Similarly, consider the “institutional tray” debate. Some argue that residents want the tray to be sure they get their own food, or that families want them to be sure they get the food they need, or that they need the tray to define their personal eating space, or that they need the tray to keep others at the table from snatching their food, or that they don’t want to make extra work for staff taking the food off the tray. How sad. Unless a resident always ate on a tray from a far-away kitchen before they came, we need to address their concerns, resolve them by changing our meal service, and honor their historical way of dining. The fundamental reason to eliminate the institutional tray is not so much the appearance of the tray as it is the limitation of true choice when meals are served from a remote kitchen with no point of service choice. Yes, the tray is institutional in appearance, but much more than that, it is institutional in restriction of true choice, just like in prison, in school (before cluster kiosks) and in the hospital (before room service). Like these service sectors, we need to change our service now.

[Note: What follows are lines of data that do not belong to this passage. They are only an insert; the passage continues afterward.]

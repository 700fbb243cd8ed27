/*
    Membership tests, picked by the declared kind of the grammar
*/

pub mod cyk;
pub mod linear;

use crate::grammar::cnf::FormatError;
use crate::grammar::{Grammar, GrammarKind};
use crate::tree::DerivationTree;

use cyk::CykOutcome;
use linear::LinearParse;

#[derive(Debug, Clone)]
pub enum Recognition {
    Cyk(CykOutcome),
    Linear(LinearParse),
}

impl Recognition {
    pub fn accepted(&self) -> bool {
        match self {
            Recognition::Cyk(outcome) => outcome.accepted,
            Recognition::Linear(parse) => parse.accepted,
        }
    }

    pub fn tree(&self) -> Option<DerivationTree> {
        match self {
            Recognition::Cyk(outcome) => outcome.tree(),
            Recognition::Linear(parse) => parse.tree(),
        }
    }
}

/// CYK for context-free grammars, the linear walk for regular ones.
pub fn recognize<S: AsRef<str>>(grammar: &Grammar, tokens: &[S]) -> Result<Recognition, FormatError> {
    match grammar.kind {
        GrammarKind::ContextFree => cyk::parse(grammar, tokens).map(Recognition::Cyk),
        GrammarKind::Regular => Ok(Recognition::Linear(linear::parse(grammar, tokens))),
    }
}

The greater challenges of self-determination for residents with limited decision-making capacity have been successfully addressed by others, as in the United Kingdom’s Mental Capacity Act 2005 Code of Practice that provides guidance to “those who have a duty of care to someone who lacks the capacity to agree to the care that is being provided.” (Department for Constitutional Affairs, 2007) The recent Nufield Council on Bioethics publication, Dementia: Ethical Issues, provides a comprehensive review and extensive references and resources. (Nufield Council on Bioethics, 2009) Why do so many of our peers resist the premise of resident choice for our elders with limited decision making capability? We must learn from those working in developmental disabilities and mental health, here and abroad, and apply their best practices in our daily work.
Resources abound in the United States and Europe from academia, state Quality Improvement Organizations, professional care-giving peers in developmental disabilities and mental health, advocacy organizations and others. But translating resources into practice is a challenge for all involved. We need an individualized care practice guideline specific to long-term care that could be incorporated into regulatory overview, interpretive guidance, protocol and investigative procedures. Such a document could guide us all on a pre-determined path to excellence in honoring self- determination both for residents with full and limited mental capacity. Hopefully, a national workgroup with representatives from all stakeholders and peer organizations will carry out the sacred work of developing individualized care practice guidelines that will then be universally incorporated to serve our elders' right to self-determination.